* WORK INSTRUCTION *
Show every line of the data where the word "bypassing" can be found.

Top of MATERIAL FOR THE TASK

//! In-process external store with failure injection.
//!
//! Backs tests and local demos. Deleting a container removes its whole
//! subtree, matching folder semantics of hosted document stores.

use super::{
    DocumentFields, ExternalDocument, ExternalResult, ExternalStore, ExternalStoreError,
    ProjectMetadata,
};
use crate::model::document::DocumentKind;
use async_trait::async_trait;
use std::collections::{BTreeMap, BTreeSet};
use std::sync::{Mutex, MutexGuard};
use std::time::Duration;

#[derive(Debug, Clone)]
struct StoredDocument {
    project_ref: String,
    document: ExternalDocument,
    content: String,
}

#[derive(Debug, Default)]
struct State {
    projects: BTreeMap<String, ProjectMetadata>,
    documents: BTreeMap<String, StoredDocument>,
    next_ref: u64,
    failing_operations: BTreeSet<&'static str>,
    fail_all: bool,
    latency: Option<Duration>,
}

impl State {
    fn allocate_ref(&mut self, prefix: &str) -> String {
        self.next_ref += 1;
        format!("{prefix}-{}", self.next_ref)
    }

    fn check(&self, operation: &'static str) -> ExternalResult<()> {
        if self.fail_all || self.failing_operations.contains(operation) {
            return Err(ExternalStoreError::Unavailable(format!(
                "injected failure for `{operation}`"
            )));
        }
        Ok(())
    }

    fn project_of(&self, parent_ref: &str) -> ExternalResult<String> {
        if self.projects.contains_key(parent_ref) {
            return Ok(parent_ref.to_string());
        }
        self.documents
            .get(parent_ref)
            .map(|stored| stored.project_ref.clone())
            .ok_or_else(|| ExternalStoreError::NotFound(parent_ref.to_string()))
    }

    fn next_order(&self, parent_ref: &str) -> i64 {
        self.documents
            .values()
            .filter(|stored| stored.document.parent_ref.as_deref() == Some(parent_ref))
            .map(|stored| stored.document.order + 1)
            .max()
            .unwrap_or(0)
    }

    fn insert_child(
        &mut self,
        name: &str,
        parent_ref: &str,
        kind: DocumentKind,
    ) -> ExternalResult<String> {
        let project_ref = self.project_of(parent_ref)?;
        let external_ref = self.allocate_ref("doc");
        let order = self.next_order(parent_ref);
        self.documents.insert(
            external_ref.clone(),
            StoredDocument {
                project_ref,
                document: ExternalDocument {
                    external_ref: external_ref.clone(),
                    parent_ref: Some(parent_ref.to_string()),
                    title: name.to_string(),
                    kind,
                    order,
                    synopsis: String::new(),
                },
                content: String::new(),
            },
        );
        Ok(external_ref)
    }
}

/// Thread-safe in-memory external store.
#[derive(Debug, Default)]
pub struct InMemoryExternalStore {
    state: Mutex<State>,
}

impl InMemoryExternalStore {
    pub fn new() -> Self {
        Self::default()
    }

    fn state(&self) -> MutexGuard<'_, State> {
        // A poisoned lock only happens after a test panic; keep serving.
        self.state
            .lock()
            .unwrap_or_else(|poisoned| poisoned.into_inner())
    }

    /// Registers a project and returns its root ref.
    pub fn add_project(&self, title: &str) -> String {
        let mut state = self.state();
        let root_ref = state.allocate_ref("root");
        state.projects.insert(
            root_ref.clone(),
            ProjectMetadata {
                title: title.to_string(),
                root_ref: root_ref.clone(),
            },
        );
        root_ref
    }

    /// Renames a project, as if edited outside this system.
    pub fn rename_project(&self, root_ref: &str, title: &str) {
        if let Some(project) = self.state().projects.get_mut(root_ref) {
            project.title = title.to_string();
        }
    }

    /// Creates a document directly, bypassing failure injection.
    pub fn seed_document(
        &self,
        parent_ref: &str,
        title: &str,
        kind: DocumentKind,
    ) -> ExternalResult<String> {
        self.state().insert_child(title, parent_ref, kind)
    }

    /// Edits a document directly, as if changed outside this system.
    pub fn edit_document(&self, document_ref: &str, edit: impl FnOnce(&mut ExternalDocument)) {
        if let Some(stored) = self.state().documents.get_mut(document_ref) {
            edit(&mut stored.document);
        }
    }

    /// Removes a document subtree directly, bypassing failure injection.
    pub fn remove_document(&self, document_ref: &str) {
        remove_subtree(&mut self.state(), document_ref);
    }

    pub fn document(&self, document_ref: &str) -> Option<ExternalDocument> {
        self.state()
            .documents
            .get(document_ref)
            .map(|stored| stored.document.clone())
    }

    pub fn content(&self, document_ref: &str) -> Option<String> {
        self.state()
            .documents
            .get(document_ref)
            .map(|stored| stored.content.clone())
    }

    pub fn document_count(&self) -> usize {
        self.state().documents.len()
    }

    /// Makes every call fail with `Unavailable`.
    pub fn set_failing(&self, failing: bool) {
        self.state().fail_all = failing;
    }

    /// Makes one named operation fail with `Unavailable`.
    pub fn fail_operation(&self, operation: &'static str) {
        self.state().failing_operations.insert(operation);
    }

    /// Delays every call by `latency` before it is served.
    pub fn set_latency(&self, latency: Option<Duration>) {
        self.state().latency = latency;
    }

    async fn enter(&self, operation: &'static str) -> ExternalResult<()> {
        let latency = self.state().latency;
        if let Some(latency) = latency {
            tokio::time::sleep(latency).await;
        }
        self.state().check(operation)
    }
}

fn remove_subtree(state: &mut State, document_ref: &str) -> usize {
    let mut doomed = vec![document_ref.to_string()];
    let mut seen = BTreeSet::from([document_ref.to_string()]);
    let mut cursor = 0;
    while cursor < doomed.len() {
        let parent = doomed[cursor].clone();
        for stored in state.documents.values() {
            let reference = &stored.document.external_ref;
            if stored.document.parent_ref.as_deref() == Some(parent.as_str())
                && seen.insert(reference.clone())
            {
                doomed.push(reference.clone());
            }
        }
        cursor += 1;
    }
    doomed
        .iter()
        .filter(|reference| state.documents.remove(reference.as_str()).is_some())
        .count()
}

#[async_trait]
impl ExternalStore for InMemoryExternalStore {
    async fn create_container(&self, name: &str, parent_ref: &str) -> ExternalResult<String> {
        self.enter("create_container").await?;
        self.state()
            .insert_child(name, parent_ref, DocumentKind::Folder)
    }

    async fn create_leaf_document(
        &self,
        name: &str,
        parent_ref: &str,
        kind: DocumentKind,
    ) -> ExternalResult<String> {
        self.enter("create_leaf_document").await?;
        if kind.is_container() {
            return Err(ExternalStoreError::Rejected(format!(
                "`{kind}` is not a leaf kind"
            )));
        }
        self.state().insert_child(name, parent_ref, kind)
    }

    async fn list_documents(&self, project_ref: &str) -> ExternalResult<Vec<ExternalDocument>> {
        self.enter("list_documents").await?;
        let state = self.state();
        if !state.projects.contains_key(project_ref) {
            return Err(ExternalStoreError::NotFound(project_ref.to_string()));
        }
        Ok(state
            .documents
            .values()
            .filter(|stored| stored.project_ref == project_ref)
            .map(|stored| stored.document.clone())
            .collect())
    }

    async fn update_document(
        &self,
        project_ref: &str,
        document_ref: &str,
        fields: &DocumentFields,
    ) -> ExternalResult<()> {
        self.enter("update_document").await?;
        let mut state = self.state();
        let stored = state
            .documents
            .get_mut(document_ref)
            .filter(|stored| stored.project_ref == project_ref)
            .ok_or_else(|| ExternalStoreError::NotFound(document_ref.to_string()))?;
        if let Some(title) = &fields.title {
            stored.document.title = title.clone();
        }
        if let Some(kind) = fields.kind {
            stored.document.kind = kind;
        }
        if let Some(synopsis) = &fields.synopsis {
            stored.document.synopsis = synopsis.clone();
        }
        if let Some(parent_ref) = &fields.parent_ref {
            stored.document.parent_ref = Some(parent_ref.clone());
        }
        if let Some(order) = fields.order {
            stored.document.order = order;
        }
        if let Some(content) = &fields.content {
            stored.content = content.clone();
        }
        Ok(())
    }

    async fn delete_document(&self, project_ref: &str, document_ref: &str) -> ExternalResult<()> {
        self.enter("delete_document").await?;
        let mut state = self.state();
        let belongs = state
            .documents
            .get(document_ref)
            .is_some_and(|stored| stored.project_ref == project_ref);
        if !belongs {
            return Err(ExternalStoreError::NotFound(document_ref.to_string()));
        }
        remove_subtree(&mut state, document_ref);
        Ok(())
    }

    async fn get_project_metadata(&self, project_ref: &str) -> ExternalResult<ProjectMetadata> {
        self.enter("get_project_metadata").await?;
        self.state()
            .projects
            .get(project_ref)
            .cloned()
            .ok_or_else(|| ExternalStoreError::NotFound(project_ref.to_string()))
    }
}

Bottom of MATERIAL FOR THE TASK

* COMPLETED EXERCISE *
    /// Creates a document directly, bypassing failure injection.
    /// Removes a document subtree directly, bypassing failure injection.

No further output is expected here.